_Task to complete_: Of all the lines in the entries below, give again exactly those starting at the line containing "result = tokio::time::timeout(Duration::from_secs(5), searching)" and ending at the line containing "sizing and pacing", both ends included, and no others.
== Segment start ==
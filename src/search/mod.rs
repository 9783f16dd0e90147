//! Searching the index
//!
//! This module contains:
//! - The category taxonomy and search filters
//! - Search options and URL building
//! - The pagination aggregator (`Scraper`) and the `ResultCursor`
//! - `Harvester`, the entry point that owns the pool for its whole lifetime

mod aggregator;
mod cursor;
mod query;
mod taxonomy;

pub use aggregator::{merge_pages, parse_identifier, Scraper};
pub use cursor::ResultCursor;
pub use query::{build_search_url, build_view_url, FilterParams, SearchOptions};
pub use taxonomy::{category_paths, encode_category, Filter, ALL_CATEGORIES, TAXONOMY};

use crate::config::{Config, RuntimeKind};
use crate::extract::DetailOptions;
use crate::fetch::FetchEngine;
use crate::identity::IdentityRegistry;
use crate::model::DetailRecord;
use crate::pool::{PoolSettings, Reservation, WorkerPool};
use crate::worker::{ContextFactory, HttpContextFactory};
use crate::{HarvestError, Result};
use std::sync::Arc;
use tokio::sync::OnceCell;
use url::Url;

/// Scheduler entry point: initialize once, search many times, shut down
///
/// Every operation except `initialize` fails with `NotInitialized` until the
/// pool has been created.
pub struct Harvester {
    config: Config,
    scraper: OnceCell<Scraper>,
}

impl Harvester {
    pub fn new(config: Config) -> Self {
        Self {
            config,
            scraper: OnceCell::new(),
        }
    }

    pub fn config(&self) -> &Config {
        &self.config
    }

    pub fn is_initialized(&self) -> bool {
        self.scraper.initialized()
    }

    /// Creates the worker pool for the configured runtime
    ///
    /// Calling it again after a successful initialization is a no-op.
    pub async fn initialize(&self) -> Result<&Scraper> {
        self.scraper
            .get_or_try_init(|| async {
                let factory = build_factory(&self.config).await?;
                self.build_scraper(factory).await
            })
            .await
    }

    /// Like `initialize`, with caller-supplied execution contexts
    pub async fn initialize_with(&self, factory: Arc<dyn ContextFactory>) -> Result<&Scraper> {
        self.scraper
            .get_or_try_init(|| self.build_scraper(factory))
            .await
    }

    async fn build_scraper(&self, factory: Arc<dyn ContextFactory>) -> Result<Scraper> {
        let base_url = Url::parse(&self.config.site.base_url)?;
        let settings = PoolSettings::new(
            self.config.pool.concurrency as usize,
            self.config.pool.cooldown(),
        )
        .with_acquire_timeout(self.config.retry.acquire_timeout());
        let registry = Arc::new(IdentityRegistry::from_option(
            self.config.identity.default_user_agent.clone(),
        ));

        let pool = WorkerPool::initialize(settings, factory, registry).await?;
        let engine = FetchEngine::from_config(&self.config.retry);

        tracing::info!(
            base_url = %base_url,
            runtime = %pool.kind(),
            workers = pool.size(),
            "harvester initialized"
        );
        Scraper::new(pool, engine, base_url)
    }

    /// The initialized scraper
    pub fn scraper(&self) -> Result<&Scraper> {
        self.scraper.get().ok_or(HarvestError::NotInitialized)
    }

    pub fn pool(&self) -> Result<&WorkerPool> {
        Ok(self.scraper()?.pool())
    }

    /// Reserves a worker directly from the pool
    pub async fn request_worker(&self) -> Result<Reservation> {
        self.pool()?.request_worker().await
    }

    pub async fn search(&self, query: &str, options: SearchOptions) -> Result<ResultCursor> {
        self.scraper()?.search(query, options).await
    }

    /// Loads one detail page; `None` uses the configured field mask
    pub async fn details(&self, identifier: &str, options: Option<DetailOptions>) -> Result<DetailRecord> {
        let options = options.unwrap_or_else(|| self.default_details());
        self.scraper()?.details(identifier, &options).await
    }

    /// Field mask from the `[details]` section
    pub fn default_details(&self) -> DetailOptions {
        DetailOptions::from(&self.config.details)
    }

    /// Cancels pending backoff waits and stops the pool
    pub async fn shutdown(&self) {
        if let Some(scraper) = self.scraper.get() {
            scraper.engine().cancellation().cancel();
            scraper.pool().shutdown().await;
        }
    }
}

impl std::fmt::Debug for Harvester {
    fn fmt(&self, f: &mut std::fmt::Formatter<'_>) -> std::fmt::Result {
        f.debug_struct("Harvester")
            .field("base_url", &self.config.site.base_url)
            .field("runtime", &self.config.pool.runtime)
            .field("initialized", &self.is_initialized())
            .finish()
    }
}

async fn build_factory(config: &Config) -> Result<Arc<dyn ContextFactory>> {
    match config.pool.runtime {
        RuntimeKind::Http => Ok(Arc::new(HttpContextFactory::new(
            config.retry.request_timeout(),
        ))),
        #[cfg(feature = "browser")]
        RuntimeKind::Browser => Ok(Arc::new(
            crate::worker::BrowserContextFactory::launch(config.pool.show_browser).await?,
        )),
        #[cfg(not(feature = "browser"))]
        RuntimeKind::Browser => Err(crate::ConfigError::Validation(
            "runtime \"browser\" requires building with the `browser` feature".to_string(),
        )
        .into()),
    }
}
== Segment end ==
== Segment start ==
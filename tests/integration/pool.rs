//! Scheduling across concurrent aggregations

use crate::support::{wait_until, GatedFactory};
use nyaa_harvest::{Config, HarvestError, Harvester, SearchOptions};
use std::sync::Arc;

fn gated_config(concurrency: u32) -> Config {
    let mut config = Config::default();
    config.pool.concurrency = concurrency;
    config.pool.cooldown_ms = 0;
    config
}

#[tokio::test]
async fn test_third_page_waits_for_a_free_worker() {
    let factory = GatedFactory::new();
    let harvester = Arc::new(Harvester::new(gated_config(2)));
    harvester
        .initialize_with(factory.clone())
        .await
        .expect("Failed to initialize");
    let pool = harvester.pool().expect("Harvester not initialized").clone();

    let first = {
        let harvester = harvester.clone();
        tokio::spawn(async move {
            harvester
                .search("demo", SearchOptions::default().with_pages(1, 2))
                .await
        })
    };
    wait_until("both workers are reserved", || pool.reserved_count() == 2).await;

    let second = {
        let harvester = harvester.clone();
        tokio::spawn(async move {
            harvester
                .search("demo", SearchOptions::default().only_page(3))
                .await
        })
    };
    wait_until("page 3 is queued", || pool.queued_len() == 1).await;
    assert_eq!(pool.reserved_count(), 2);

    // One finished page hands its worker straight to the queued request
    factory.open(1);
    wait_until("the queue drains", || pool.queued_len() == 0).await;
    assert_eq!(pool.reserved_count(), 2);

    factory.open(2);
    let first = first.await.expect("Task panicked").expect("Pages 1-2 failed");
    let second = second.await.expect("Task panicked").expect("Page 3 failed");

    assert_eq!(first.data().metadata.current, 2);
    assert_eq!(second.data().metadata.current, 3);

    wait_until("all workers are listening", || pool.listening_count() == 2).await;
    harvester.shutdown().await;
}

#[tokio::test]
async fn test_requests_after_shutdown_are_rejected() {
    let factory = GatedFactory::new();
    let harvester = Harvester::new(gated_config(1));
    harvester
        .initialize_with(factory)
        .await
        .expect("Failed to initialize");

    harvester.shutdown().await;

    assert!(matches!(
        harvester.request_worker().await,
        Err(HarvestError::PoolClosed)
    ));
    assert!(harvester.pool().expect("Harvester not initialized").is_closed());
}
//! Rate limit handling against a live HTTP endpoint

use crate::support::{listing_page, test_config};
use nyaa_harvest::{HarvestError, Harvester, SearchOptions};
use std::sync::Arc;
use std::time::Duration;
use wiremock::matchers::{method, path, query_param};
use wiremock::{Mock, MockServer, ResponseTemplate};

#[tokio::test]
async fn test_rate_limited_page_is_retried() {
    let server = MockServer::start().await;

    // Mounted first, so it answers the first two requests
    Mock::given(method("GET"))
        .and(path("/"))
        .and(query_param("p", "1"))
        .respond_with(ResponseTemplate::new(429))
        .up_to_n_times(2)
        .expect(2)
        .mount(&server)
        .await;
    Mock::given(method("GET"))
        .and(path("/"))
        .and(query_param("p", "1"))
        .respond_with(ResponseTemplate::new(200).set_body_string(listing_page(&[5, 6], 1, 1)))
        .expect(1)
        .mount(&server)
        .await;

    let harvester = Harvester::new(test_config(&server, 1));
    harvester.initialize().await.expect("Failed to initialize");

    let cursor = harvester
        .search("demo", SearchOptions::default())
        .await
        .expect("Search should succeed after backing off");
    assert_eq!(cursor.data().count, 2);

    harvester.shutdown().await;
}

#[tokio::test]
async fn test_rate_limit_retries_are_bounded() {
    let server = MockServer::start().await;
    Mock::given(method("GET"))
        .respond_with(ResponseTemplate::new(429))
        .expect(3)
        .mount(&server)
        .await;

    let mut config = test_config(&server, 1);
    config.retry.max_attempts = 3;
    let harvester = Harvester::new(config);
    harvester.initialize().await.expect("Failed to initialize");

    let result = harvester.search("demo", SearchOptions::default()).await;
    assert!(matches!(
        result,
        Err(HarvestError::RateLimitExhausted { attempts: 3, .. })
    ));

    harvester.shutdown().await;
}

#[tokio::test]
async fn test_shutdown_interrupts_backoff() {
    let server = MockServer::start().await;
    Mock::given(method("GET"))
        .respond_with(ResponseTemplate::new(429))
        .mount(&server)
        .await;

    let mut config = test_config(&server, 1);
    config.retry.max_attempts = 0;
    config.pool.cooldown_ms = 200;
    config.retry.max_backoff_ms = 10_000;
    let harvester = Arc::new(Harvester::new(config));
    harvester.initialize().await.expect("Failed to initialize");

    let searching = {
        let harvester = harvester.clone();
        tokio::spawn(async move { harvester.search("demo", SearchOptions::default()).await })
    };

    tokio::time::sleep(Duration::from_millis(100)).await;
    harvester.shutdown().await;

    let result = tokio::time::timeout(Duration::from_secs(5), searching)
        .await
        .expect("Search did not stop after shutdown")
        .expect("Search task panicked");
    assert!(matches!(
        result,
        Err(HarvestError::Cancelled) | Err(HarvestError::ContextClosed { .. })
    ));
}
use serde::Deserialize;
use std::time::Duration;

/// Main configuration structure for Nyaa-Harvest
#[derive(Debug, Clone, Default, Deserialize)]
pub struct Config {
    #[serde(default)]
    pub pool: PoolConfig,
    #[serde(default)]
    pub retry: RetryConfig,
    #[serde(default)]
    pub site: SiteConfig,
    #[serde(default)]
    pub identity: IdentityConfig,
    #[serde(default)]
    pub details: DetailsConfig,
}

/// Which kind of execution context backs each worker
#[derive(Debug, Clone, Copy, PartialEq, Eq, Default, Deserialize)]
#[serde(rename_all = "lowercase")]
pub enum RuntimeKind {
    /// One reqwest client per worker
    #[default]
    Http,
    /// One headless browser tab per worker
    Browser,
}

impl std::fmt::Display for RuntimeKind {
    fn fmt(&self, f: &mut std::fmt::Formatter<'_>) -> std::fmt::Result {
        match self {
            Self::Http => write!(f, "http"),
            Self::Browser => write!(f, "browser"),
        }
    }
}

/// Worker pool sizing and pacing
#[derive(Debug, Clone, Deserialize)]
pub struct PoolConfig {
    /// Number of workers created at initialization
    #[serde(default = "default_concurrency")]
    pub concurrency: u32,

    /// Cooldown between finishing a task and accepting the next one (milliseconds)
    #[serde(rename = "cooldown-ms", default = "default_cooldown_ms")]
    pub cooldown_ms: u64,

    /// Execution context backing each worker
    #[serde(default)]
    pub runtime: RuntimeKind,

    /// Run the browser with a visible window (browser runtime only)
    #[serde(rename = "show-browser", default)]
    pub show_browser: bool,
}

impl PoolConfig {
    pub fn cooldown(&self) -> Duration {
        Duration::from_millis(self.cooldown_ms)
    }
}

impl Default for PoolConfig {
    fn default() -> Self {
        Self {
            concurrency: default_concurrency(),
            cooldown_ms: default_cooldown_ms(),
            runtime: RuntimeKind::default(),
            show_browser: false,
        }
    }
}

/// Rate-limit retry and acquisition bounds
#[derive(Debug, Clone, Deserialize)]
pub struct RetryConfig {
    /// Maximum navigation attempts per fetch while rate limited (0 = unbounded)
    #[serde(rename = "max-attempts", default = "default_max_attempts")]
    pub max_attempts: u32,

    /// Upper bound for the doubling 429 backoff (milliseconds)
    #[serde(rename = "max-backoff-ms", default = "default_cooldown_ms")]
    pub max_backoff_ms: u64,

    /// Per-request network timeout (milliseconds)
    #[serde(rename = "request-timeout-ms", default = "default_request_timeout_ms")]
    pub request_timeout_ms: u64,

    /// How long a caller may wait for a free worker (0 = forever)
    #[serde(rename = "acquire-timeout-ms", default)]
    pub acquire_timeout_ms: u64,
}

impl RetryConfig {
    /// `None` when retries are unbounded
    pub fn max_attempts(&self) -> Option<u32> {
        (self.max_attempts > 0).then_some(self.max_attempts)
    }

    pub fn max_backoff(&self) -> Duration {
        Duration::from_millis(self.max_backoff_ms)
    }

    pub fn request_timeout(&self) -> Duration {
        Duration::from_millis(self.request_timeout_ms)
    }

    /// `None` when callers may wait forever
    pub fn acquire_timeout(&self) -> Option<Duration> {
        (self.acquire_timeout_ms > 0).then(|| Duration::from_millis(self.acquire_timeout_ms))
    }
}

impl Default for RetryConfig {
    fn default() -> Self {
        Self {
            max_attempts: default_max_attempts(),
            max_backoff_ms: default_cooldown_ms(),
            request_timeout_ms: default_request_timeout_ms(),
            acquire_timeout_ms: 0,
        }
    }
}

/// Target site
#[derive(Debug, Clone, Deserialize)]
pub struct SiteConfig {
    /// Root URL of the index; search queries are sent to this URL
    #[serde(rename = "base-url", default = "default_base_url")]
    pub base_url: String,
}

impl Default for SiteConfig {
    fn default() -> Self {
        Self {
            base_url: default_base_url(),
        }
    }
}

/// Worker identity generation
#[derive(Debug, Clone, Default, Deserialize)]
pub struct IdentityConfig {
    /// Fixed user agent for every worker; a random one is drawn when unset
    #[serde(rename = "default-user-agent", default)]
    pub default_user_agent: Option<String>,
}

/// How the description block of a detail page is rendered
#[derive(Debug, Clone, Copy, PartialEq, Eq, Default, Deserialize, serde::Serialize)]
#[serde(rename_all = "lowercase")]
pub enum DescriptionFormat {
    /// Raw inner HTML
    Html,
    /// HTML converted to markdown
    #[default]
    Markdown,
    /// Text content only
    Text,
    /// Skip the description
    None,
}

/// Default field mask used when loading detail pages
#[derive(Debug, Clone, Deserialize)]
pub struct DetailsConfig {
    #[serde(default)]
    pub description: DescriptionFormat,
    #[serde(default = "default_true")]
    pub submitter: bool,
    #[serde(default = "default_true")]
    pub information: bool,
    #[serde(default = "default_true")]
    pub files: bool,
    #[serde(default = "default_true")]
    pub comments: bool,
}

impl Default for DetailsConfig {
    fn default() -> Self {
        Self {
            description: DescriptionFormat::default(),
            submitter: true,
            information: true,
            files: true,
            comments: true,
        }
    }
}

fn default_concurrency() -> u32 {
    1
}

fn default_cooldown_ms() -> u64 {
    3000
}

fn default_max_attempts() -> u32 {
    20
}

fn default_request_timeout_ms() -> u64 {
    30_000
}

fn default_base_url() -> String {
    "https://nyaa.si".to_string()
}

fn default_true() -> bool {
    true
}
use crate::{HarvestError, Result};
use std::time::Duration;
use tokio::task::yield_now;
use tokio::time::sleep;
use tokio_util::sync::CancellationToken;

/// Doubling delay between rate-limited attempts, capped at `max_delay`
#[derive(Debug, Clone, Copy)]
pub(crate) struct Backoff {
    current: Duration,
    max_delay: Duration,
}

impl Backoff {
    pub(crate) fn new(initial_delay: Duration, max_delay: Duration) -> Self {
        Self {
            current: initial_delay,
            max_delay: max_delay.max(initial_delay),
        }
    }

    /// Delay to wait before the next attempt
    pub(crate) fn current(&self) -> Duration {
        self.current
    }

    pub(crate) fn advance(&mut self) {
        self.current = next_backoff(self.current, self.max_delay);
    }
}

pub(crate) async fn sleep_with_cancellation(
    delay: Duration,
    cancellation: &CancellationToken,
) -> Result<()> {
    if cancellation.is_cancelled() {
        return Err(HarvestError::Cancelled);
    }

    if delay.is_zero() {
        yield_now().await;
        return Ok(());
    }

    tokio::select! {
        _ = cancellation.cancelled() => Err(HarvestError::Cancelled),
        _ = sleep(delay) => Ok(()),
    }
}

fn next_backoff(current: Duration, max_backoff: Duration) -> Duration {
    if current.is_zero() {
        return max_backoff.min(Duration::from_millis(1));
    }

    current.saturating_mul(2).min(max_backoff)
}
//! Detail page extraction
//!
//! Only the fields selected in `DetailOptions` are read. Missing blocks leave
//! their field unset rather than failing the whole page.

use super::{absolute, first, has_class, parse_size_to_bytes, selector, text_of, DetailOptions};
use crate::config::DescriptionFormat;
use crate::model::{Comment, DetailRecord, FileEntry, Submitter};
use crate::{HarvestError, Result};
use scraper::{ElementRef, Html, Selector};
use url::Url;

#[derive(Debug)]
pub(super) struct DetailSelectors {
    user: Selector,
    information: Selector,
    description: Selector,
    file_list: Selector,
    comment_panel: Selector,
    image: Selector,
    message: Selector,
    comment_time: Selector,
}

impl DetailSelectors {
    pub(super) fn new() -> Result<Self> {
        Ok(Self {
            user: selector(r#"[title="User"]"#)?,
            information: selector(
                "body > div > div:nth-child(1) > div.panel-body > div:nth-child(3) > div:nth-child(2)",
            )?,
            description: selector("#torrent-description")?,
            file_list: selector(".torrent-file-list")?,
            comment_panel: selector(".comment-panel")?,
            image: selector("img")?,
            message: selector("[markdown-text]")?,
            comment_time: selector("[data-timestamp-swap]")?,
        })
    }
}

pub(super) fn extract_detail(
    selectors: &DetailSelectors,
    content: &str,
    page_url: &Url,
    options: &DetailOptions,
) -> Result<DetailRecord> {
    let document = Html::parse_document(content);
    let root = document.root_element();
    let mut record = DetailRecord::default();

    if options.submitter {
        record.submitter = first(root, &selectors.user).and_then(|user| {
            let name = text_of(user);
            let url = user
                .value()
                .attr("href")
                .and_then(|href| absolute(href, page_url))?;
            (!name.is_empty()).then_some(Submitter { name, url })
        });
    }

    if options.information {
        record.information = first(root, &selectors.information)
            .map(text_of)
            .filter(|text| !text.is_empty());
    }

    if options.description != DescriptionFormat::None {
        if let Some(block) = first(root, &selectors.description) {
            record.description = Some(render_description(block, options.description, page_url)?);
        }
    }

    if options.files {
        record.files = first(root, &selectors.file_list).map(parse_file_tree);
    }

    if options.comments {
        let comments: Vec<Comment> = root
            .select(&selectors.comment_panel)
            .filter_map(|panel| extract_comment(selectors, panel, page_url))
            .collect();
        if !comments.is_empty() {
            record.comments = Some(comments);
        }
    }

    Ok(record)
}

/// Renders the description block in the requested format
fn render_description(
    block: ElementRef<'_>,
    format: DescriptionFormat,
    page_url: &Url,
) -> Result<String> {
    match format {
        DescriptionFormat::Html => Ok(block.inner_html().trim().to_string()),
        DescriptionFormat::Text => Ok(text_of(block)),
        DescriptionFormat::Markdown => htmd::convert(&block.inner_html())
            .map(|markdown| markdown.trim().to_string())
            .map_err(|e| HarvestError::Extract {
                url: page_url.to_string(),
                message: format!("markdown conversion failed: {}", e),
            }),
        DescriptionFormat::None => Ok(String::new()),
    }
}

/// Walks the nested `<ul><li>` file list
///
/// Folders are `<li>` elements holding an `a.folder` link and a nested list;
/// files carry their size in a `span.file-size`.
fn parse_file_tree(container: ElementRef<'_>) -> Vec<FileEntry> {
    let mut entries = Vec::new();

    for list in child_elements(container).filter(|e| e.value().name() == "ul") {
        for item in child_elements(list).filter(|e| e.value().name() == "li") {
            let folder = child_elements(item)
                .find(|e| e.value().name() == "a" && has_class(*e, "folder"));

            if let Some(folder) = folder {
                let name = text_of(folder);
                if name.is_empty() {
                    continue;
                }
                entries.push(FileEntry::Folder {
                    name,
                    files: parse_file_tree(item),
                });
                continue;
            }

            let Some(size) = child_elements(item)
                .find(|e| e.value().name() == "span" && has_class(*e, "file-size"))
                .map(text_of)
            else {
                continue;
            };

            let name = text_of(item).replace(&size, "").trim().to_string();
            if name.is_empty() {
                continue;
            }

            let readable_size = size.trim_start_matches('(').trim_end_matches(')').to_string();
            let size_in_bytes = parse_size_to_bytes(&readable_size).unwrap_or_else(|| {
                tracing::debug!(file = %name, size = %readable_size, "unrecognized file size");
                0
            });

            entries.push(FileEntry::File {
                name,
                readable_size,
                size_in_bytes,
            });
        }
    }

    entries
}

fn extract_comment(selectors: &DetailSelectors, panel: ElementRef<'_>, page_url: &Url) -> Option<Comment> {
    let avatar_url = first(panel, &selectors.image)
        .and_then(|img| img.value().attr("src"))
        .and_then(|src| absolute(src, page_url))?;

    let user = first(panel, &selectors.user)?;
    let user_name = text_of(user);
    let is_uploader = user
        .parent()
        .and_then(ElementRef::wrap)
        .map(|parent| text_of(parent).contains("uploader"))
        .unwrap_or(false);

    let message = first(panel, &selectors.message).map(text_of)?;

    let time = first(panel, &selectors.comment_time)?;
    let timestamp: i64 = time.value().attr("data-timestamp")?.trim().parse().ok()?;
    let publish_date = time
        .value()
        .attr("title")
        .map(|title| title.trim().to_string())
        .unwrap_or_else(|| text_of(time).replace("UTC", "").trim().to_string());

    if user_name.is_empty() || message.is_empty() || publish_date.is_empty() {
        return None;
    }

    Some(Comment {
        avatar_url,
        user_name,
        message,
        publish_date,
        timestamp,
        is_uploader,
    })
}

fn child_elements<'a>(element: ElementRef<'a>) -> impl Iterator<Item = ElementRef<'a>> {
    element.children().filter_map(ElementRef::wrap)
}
== Segment end ==
_Response to this exercise_:
    let result = tokio::time::timeout(Duration::from_secs(5), searching)
        .await
        .expect("Search did not stop after shutdown")
        .expect("Search task panicked");
    assert!(matches!(
        result,
        Err(HarvestError::Cancelled) | Err(HarvestError::ContextClosed { .. })
    ));
}
use serde::Deserialize;
use std::time::Duration;

/// Main configuration structure for Nyaa-Harvest
#[derive(Debug, Clone, Default, Deserialize)]
pub struct Config {
    #[serde(default)]
    pub pool: PoolConfig,
    #[serde(default)]
    pub retry: RetryConfig,
    #[serde(default)]
    pub site: SiteConfig,
    #[serde(default)]
    pub identity: IdentityConfig,
    #[serde(default)]
    pub details: DetailsConfig,
}

/// Which kind of execution context backs each worker
#[derive(Debug, Clone, Copy, PartialEq, Eq, Default, Deserialize)]
#[serde(rename_all = "lowercase")]
pub enum RuntimeKind {
    /// One reqwest client per worker
    #[default]
    Http,
    /// One headless browser tab per worker
    Browser,
}

impl std::fmt::Display for RuntimeKind {
    fn fmt(&self, f: &mut std::fmt::Formatter<'_>) -> std::fmt::Result {
        match self {
            Self::Http => write!(f, "http"),
            Self::Browser => write!(f, "browser"),
        }
    }
}

/// Worker pool sizing and pacing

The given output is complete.